Sit under large umbrellas at wood tables with wicker chairs on the terrace, seating 65 with an additional 20 seats if necessary, according to Ricardo Aguilar, the restaurant manager and our host.
The tasty fish (from St. Peter’s Fish) are garnished with a touch of sumac and the chips (French fries) are crisp, brown and not greasy. Instead of tartar sauce, they are served with a aioli sauce.

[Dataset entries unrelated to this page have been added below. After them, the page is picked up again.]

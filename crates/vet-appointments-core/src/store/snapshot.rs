//! Collection snapshot persistence.
//!
//! The collection is written as one serialized value under a fixed key,
//! mirroring the string-keyed device storage the mobile app uses.

use rusqlite::{params, OptionalExtension};

use super::{Store, StoreResult};

/// Storage key for the serialized appointment collection.
const APPOINTMENTS_KEY: &str = "appointments";

impl Store {
    /// Persist the serialized appointment collection, replacing any
    /// previous snapshot.
    pub fn save_snapshot(&self, serialized: &str) -> StoreResult<()> {
        self.conn.execute(
            r#"
            INSERT INTO app_state (key, value, updated_at)
            VALUES (?1, ?2, datetime('now'))
            ON CONFLICT(key) DO UPDATE SET value = ?2, updated_at = datetime('now')
            "#,
            params![APPOINTMENTS_KEY, serialized],
        )?;
        Ok(())
    }

    /// Read the serialized appointment collection, if one has been saved.
    pub fn load_snapshot(&self) -> StoreResult<Option<String>> {
        self.conn
            .query_row(
                "SELECT value FROM app_state WHERE key = ?",
                [APPOINTMENTS_KEY],
                |row| row.get(0),
            )
            .optional()
            .map_err(Into::into)
    }

    /// Delete the stored snapshot. Returns whether one existed.
    pub fn clear_snapshot(&self) -> StoreResult<bool> {
        let rows_affected = self
            .conn
            .execute("DELETE FROM app_state WHERE key = ?", [APPOINTMENTS_KEY])?;
        Ok(rows_affected > 0)
    }
}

My companion donned a Heineken’s draft (since beer should accompany fish and chips) while I tried their ice cafe – truly special, made with cappuccino ice cream, a shot of espresso and blended with milk into almost a milk-shake.
If fish and chips are not your desire, the menu offers a breakfast corner with an English breakfast including bacon and eggs, and late afternoon tea.
Also available for breakfast is the cheese platter, varieties of eggs, salads and sandwiches. Other offerings on the menu are Mexican, Holy land, International, and Italian choices plus beverages, wines and liquors.
Fish and chips at La Cafeteria Photo by Barry A Kaplan, Jerusalem
Mexican fare includes fajitas, tacos, nachos and more. The Nachos Notre Dame are covered in a melted white cheese with sides of guacamole, black beans and a red sauce.The special cheese adds great flavor to the nachos; the guacamole is just a tiny bit spicy but not overwhelming; and for a non-black-bean person, these were very tasty.
The club sandwich was part of the many international foods and was served with three layers of toasted whole wheat bread, cheese, chicken, ham, tomatoes, lettuce, and a side salad.
Other international foods include salmon on a bagel, Greek salad, American hamburgers and chicken schnitzel–each served with a choice of two side dishes including French fries, onion rings, vegetables or salad.
Aguilar on terrace in front of big screen for Olympics Photo by Barry A Kaplan, Jerusalem
Minestrone, lasagne and pizza were just a few of the Italian selections.
St. Peter’s fish, shwarma, fattoush and hummus were on the Holy Land section. The hummus was especially good and is also available made with lamb meat. It was garnished with olive oil and sumac and served with a side of pickles, olives, cherry tomatoes, cucumber slices and pita.
Chef Khalel Abu Sbitan has been chef for 15 years at La Cafeteria and studied in Dublin and Spain and with French chefs at Bethlehem University. Working with him are three cooks.
Since his hiring in February, Aguilar has made many changes to La Cafeteria to give it a bistro feeling with three additional spaces besides the terrace. The long hall, coming from the lobby, with tables and chairs on both sides, ends with a round table in a “VIP” section with an ancient Roman column at one end. Making an l-shape, on one side is the glassed-in kitchen with a coffee bar in front and a regular bar opposite. Two blackboards advertise special events and the products of the bar. In between is the entrance to what was once a passageway and is now a TV room with an electric fireplace at one end for use in winter, small tables and chairs along one of the natural stone walls, a salad buffet and flowers in a vase on a large center table.
Wherever one sits, the service is excellent, the food varied and presented attractively in very large portions and the atmosphere relaxed and, as Aguilar is trying to achieve – “a home away from home.”
La Cafeteria – Chef Sbitan and a co-chef Photoby Barry A Kaplan, Jerusalem
Mexican-born, Ricardo Aguilar, is only 25 years old but since he began his job as restaurant manager in February, he has shown his expertise in La Cafeteria. Raised in a Catholic family, he lived in Mexico until the age of 17, when he went to the U.S. to work. Returning to Mexico, he attended the Culinary Institute for four and a half years, receiving a Bachelor’s degree in gastronomy as a chef and working along the way in Mexico City and California. The next few years took him to Brazil; Lyon, France for six months; and to Monaco where he specialized in wine service. Finally, he was offered this job in January 2012. Aguilar speaks Spanish, French, Portuguese and English and is trying to learn Hebrew and Arabic.
Sybil Kaplan is a journalist, food writer and cookbook author who lives in Jerusalem and leads walks in Machaneh Yehudah, the Jewish produce market.